AHTUC
- Founded: 1946
- Location: India;
- Members: 72,000
- Key people: Makhdoom Mohiuddin, president, Raj Bahadur Gour, general secretary
- Affiliations: All India Trade Union Congress

= All Hyderabad Trade Union Congress =

Trade union in the Indian state of Hyderabad

The All Hyderabad Trade Union Congress (AHTUC) was a trade union centre in the Hyderabad State. Affiliated to the All India Trade Union Congress, it claimed a membership of around 72,000. The trade union centre, which was aligned with the Communist Party of India, was one of the organisations that took part in the Telangana Rebellion against the Nizam regime.

==Foundation==
The founding of the AHTUC was preceded by a Marathwada Labour Conference held in Aurangabad on 30 November 1945. The conference was organized by unions which were under the leadership of the Communist Party. The conference elected a provisional committee for the formation of a new trade union centre in the Hyderabad State. The founding meeting of the AHTUC was held in Secunderabad on 16–18 August 1946. The new union centre was inaugurated by the veteran trade union leader N.M. Joshi, who was the general secretary of the AITUC. The founding president Makhdoom Mohiuddin of the AHTUC, who had an arrest warrant against him and lived underground, was arrested immediately after the meeting. He was later released.

Upon its foundation, the new organization affiliated itself with the AITUC. The Singareni Collieries Workers Union, a union organising labourers in the Singareni coal fields, was affiliated itself to the AHTUC.

==Leadership==
The Urdu poet Makhdoom Mohiuddin was the founding president of the AHTUC, whilst Raj Bahadur Gour was the founding general secretary of the organisation. Sayed Makhdoom served as vice president of the AHTUC.

==Crackdown==
Soon after the formation of the new trade union centre one of its affiliates, the electricity workers union led by B.S. Madhav Singh, broke away from the AHTUC and instead joined the socialist trade union centre Hind Mazdoor Sabha.

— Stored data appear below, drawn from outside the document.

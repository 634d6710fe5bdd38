//! Access log middleware.
//!
//! Logs `[<remote>] <method> <uri>` for every inbound request and makes the
//! remote address available to handlers as a [`Peer`] so their own log lines
//! carry the same prefix.

use std::convert::Infallible;
use std::fmt;
use std::net::SocketAddr;

use axum::{
    body::Body,
    extract::{ConnectInfo, FromRequestParts},
    http::{request::Parts, Request},
    middleware::Next,
    response::Response,
};

/// Remote address of the connection a request arrived on.
#[derive(Debug, Clone, Copy, PartialEq, Eq)]
pub struct Peer(Option<SocketAddr>);

impl fmt::Display for Peer {
    fn fmt(&self, f: &mut fmt::Formatter<'_>) -> fmt::Result {
        match self.0 {
            Some(addr) => write!(f, "{addr}"),
            None => f.write_str("unknown"),
        }
    }
}

impl<S> FromRequestParts<S> for Peer
where
    S: Send + Sync,
{
    type Rejection = Infallible;

    async fn from_request_parts(parts: &mut Parts, state: &S) -> Result<Self, Self::Rejection> {
        if let Some(peer) = parts.extensions.get::<Peer>() {
            return Ok(*peer);
        }
        let connected = ConnectInfo::<SocketAddr>::from_request_parts(parts, state)
            .await
            .ok()
            .map(|ConnectInfo(addr)| addr);
        Ok(Self(connected))
    }
}

pub async fn access_log(peer: Peer, mut req: Request<Body>, next: Next) -> Response {
    tracing::info!("[{}] {} {}", peer, req.method(), req.uri());
    req.extensions_mut().insert(peer);
    next.run(req).await
}
//! Line logging.
//!
//! Every service writes plain text lines of the form
//!
//! ```text
//! web> 15:04:05 [127.0.0.1:51234] GET /the/good/path
//! ```
//!
//! i.e. a fixed service prefix, a time-of-day stamp and the event message.
//! Events go to stdout unless a log file is configured, in which case the
//! file is opened in append mode (created if missing).

use std::fmt::Write as _;
use std::fs::OpenOptions;
use std::path::PathBuf;
use std::sync::Mutex;

use thiserror::Error;
use tracing::{Event, Subscriber};
use tracing_subscriber::fmt::format::{self, FormatEvent, FormatFields};
use tracing_subscriber::fmt::time::{ChronoLocal, FormatTime};
use tracing_subscriber::fmt::writer::BoxMakeWriter;
use tracing_subscriber::fmt::FmtContext;
use tracing_subscriber::registry::LookupSpan;
use tracing_subscriber::util::{SubscriberInitExt, TryInitError};
use tracing_subscriber::{layer::SubscriberExt, EnvFilter};

use crate::config::LoggingConfig;

/// Time-of-day only, no date.
const TIME_FORMAT: &str = "%H:%M:%S";

#[derive(Debug, Error)]
pub enum LoggingError {
    #[error("unable to open log file {path:?}: {source}")]
    OpenFile {
        path: PathBuf,
        #[source]
        source: std::io::Error,
    },

    #[error("invalid log filter {directive:?}: {source}")]
    Filter {
        directive: String,
        #[source]
        source: tracing_subscriber::filter::ParseError,
    },

    #[error("a global logger is already installed: {0}")]
    Install(#[from] TryInitError),
}

/// Event formatter producing `<prefix><HH:MM:SS> <message>` lines.
#[derive(Debug, Clone)]
pub struct PrefixedFormat {
    prefix: String,
    timer: ChronoLocal,
}

impl PrefixedFormat {
    pub fn new(prefix: impl Into<String>) -> Self {
        Self {
            prefix: prefix.into(),
            timer: ChronoLocal::new(TIME_FORMAT.to_string()),
        }
    }
}

impl<S, N> FormatEvent<S, N> for PrefixedFormat
where
    S: Subscriber + for<'a> LookupSpan<'a>,
    N: for<'a> FormatFields<'a> + 'static,
{
    fn format_event(
        &self,
        ctx: &FmtContext<'_, S, N>,
        mut writer: format::Writer<'_>,
        event: &Event<'_>,
    ) -> std::fmt::Result {
        writer.write_str(&self.prefix)?;
        self.timer.format_time(&mut writer)?;
        writer.write_char(' ')?;
        ctx.field_format().format_fields(writer.by_ref(), event)?;
        writeln!(writer)
    }
}

fn make_writer(config: &LoggingConfig) -> Result<BoxMakeWriter, LoggingError> {
    match &config.file {
        Some(path) => {
            let file = OpenOptions::new()
                .create(true)
                .append(true)
                .open(path)
                .map_err(|source| LoggingError::OpenFile {
                    path: path.clone(),
                    source,
                })?;
            Ok(BoxMakeWriter::new(Mutex::new(file)))
        }
        None => Ok(BoxMakeWriter::new(std::io::stdout)),
    }
}

/// Build the subscriber described by `config` without installing it.
pub fn subscriber(
    config: &LoggingConfig,
) -> Result<impl Subscriber + Send + Sync + 'static, LoggingError> {
    let filter = EnvFilter::try_new(&config.level).map_err(|source| LoggingError::Filter {
        directive: config.level.clone(),
        source,
    })?;

    let layer = tracing_subscriber::fmt::layer()
        .with_ansi(false)
        .event_format(PrefixedFormat::new(config.prefix.clone()))
        .with_writer(make_writer(config)?);

    Ok(tracing_subscriber::registry().with(filter).with(layer))
}

/// Install the process-wide subscriber.
pub fn init(config: &LoggingConfig) -> Result<(), LoggingError> {
    subscriber(config)?.try_init()?;
    Ok(())
}
//! Three-tier relay demonstration.
//!
//! Four small HTTP services that call each other in a line:
//!
//! ```text
//!     caller → api → web → backend → db
//!                     └──────────────→ db   (the "bad path")
//! ```
//!
//! The bad path shows that keeping the db away from the web tier is a job
//! for the network; the web handler itself will happily relay a 200.

// Core subsystems
pub mod config;
pub mod http;
pub mod net;
pub mod services;

// Cross-cutting concerns
pub mod error;
pub mod lifecycle;
pub mod observability;

pub use config::ServiceConfig;
pub use error::StartupError;
pub use http::HttpServer;
pub use lifecycle::Shutdown;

In August 1946, the regime began a crackdown on the AHTUC. AHTUC responded by issuing a call to celebrate 17 October 1946 as 'Anti-Repression Day'. This appeal resulted in yet intensified repression on behalf of the Nizam regime. On 30 September 1946 police conducted raids on some 150 houses in Hyderabad, Secunderabad and other areas in Telangana belonging to unions, parties and individual leaders that were taking part in the preparations for the 17 October protests. Large amounts of correspondence of the trade union movement were seized in the raids. Police forces were also deployed in industrial areas to hinder workers from gathering to rally against the actions of the government.

Police raided the Singareni Collieries Workers Union office in Kothagudem on 12 February 1947. Workers rallied to protest the leaders of the union and help them escape. In total, 20 workers were arrested. They were sentenced to six months' imprisonment each. In the coming months the main leaders of the union were captured and jailed, and the union office was shut down.

==Resistance struggle==
As the Nizam declared Hyderabad as an independent state in September 1947, Makhdoom Mohiuddin was one of the signatories of a joint declaration of the Communist Party, Andhra Maha Sabha and the AHTUC calling for armed insurrection against the Nizam's rule for the integration of Hyderabad in the Indian Union (Mohiuddin signed on behalf of AHTUC). Armed struggle began in Telangana.

In December 1948 the municipal workers union affiliated to AHTUC, led by Amarnath Burman, went on strike.

==People's Democratic Front==
In 1950 the AHTUC was one of the founding organizations of the People's Democratic Front.